U50,488- and LOR17-mediated effects on cell proliferation of U87-MG human astrocytoma cells and normal human astrocytes. (A). U50,488 (1 µM) produced a KOPr-dependent, β-arrestin 2- and p38MAPK-mediated increase in the U87-MG cell proliferation rate, whereas LOR17 did not; LOR17 counteracted U50,488-mediated induction of U87-MG cell proliferation. Data are presented as the mean ± SD of 8 independent experiments. *p< 0.05 vs vehicle, LOR17 (1 µM; 24 h) and LOR17 (1 µM; 48 h); **p< 0.01 vs vehicle, LOR17 (1 µM; 24 h) and LOR17 (1 µM; 48 h); ^#p< 0.05 vs U50,488 (1 µM; 24 h) and U50,488 (1 µM; 48 h); ^##p< 0.01 vs U50,488 (1 µM; 24 h) and U50,488 (1 µM; 48 h) (Newman-Keuls test after ANOVA). (B). U50,488 (1 µM) resulted in a p38MAPK-mediated increase in the normal human astrocyte cell proliferation rate, whereas LOR17 did not. Data are presented as the mean ± SD of 8 independent experiments. *p < 0.05 vs vehicle, LOR17 (1 µM; 48 h) and SB203580 + U50,488 (Newman-Keuls test after ANOVA). (C, D).

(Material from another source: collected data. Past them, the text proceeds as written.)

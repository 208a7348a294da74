//! Database module for Beacon.
//!
//! Provides the persistence seam used by the monitoring core and its SQLite
//! implementation.

mod models;
mod store;

pub use models::*;
pub use store::*;

/// Load/save operations the monitoring core needs from its backing store.
///
/// Implementations must reject a second target with an endpoint that is
/// already stored (`DbError::Conflict`) and keep at most one certificate row
/// per thumbprint.
pub trait TargetStore: Send + Sync {
    fn load_targets(&self) -> Result<Vec<MonitorTarget>, DbError>;
    fn load_active_targets(&self) -> Result<Vec<MonitorTarget>, DbError>;
    fn load_target(&self, id: i64) -> Result<Option<MonitorTarget>, DbError>;
    fn load_target_by_endpoint(&self, endpoint: &str) -> Result<Option<MonitorTarget>, DbError>;

    /// Insert a new target and set its ID.
    fn insert_target(&self, target: &mut MonitorTarget) -> Result<i64, DbError>;

    /// Update configuration columns only; check state is left alone.
    fn update_target_config(&self, target: &MonitorTarget) -> Result<(), DbError>;

    /// Write check state for a batch of targets in one transaction.
    ///
    /// Each target's certificate, if any, is upserted by thumbprint and
    /// linked to the target.
    fn upsert_targets(&self, targets: &[MonitorTarget]) -> Result<(), DbError>;

    fn delete_target(&self, id: i64) -> Result<(), DbError>;

    fn upsert_certificate(&self, cert: &mut Certificate) -> Result<i64, DbError>;
    fn list_certificates(&self, filter: CertificateFilter) -> Result<Vec<Certificate>, DbError>;

    fn replace_ports(&self, target_id: i64, ports: &[MonitoredPort]) -> Result<(), DbError>;
    fn load_ports(&self, target_id: i64) -> Result<Vec<MonitoredPort>, DbError>;
}
// Lock semantics on the scheduler core, kept here so the donation logic
// lives next to the data it reasons about.
impl Core {
    /// Fast path: take the lock if it is free. No donation work.
    pub(crate) fn lock_try_acquire(&mut self, tid: Tid, lid: LockId) -> bool {
        let record = self.locks.record_mut(lid);
        assert!(
            record.holder != Some(tid),
            "thread {} re-acquiring lock {} it already holds",
            tid,
            lid
        );
        if record.sema.value == 0 {
            return false;
        }
        record.sema.value -= 1;
        record.holder = Some(tid);

        let t = self.threads.get_mut(tid);
        t.blocked_on = None;
        t.held_locks.push(lid).expect("held-lock list full");
        true
    }

    /// Slow path: record the wait edge, run the donation chain, join the
    /// waiter list. The caller blocks afterwards.
    pub(crate) fn lock_enqueue_waiter(&mut self, tid: Tid, lid: LockId) {
        self.threads.get_mut(tid).blocked_on = Some(lid);
        self.donate_chain(tid, lid);
        self.locks.record_mut(lid).sema.waiters.push(tid);
    }

    /// Give the lock up: shed its donations, free the embedded semaphore
    /// and wake the highest-priority waiter.
    pub(crate) fn lock_release(&mut self, tid: Tid, lid: LockId) {
        assert!(
            self.locks.record(lid).holder == Some(tid),
            "thread {} releasing lock {} it does not hold",
            tid,
            lid
        );

        let t = self.threads.get_mut(tid);
        let position = t
            .held_locks
            .iter()
            .position(|&l| l == lid)
            .expect("held-lock list out of sync with lock registry");
        t.held_locks.remove(position);

        self.refresh_effective(tid);

        let record = self.locks.record_mut(lid);
        record.holder = None;
        record.sema.value += 1;

        let index = highest_waiter(&self.threads, self.locks.waiters(lid));
        if let Some(index) = index {
            let waiter = self.locks.record_mut(lid).sema.waiters.remove_at(index);
            self.unblock(waiter);
        }
    }
}

/// Non-recursive lock with priority donation.
pub struct Lock {
    id: LockId,
}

U50,488 (0.1-100 µM) produced a concentration-dependent increase in the U87-MG cell proliferation rate at both 24 and 48 h of exposure, whereas LOR17 (0.1-100 µM) did not. Data are presented as the mean ± SD of 8 independent experiments. *p< 0.05 vs vehicle; **p < 0.01 vs vehicle (Newman-Keuls test after ANOVA). (E). Knock-down of beta-arrestin 2 expression in U87-MG cells by means of selective siRNA. Data are presented as the mean ± SD of 6 independent experiments. ^§p < 0.001 vs Vehicle and Ctr siRNA (Newman-Keuls test after ANOVA).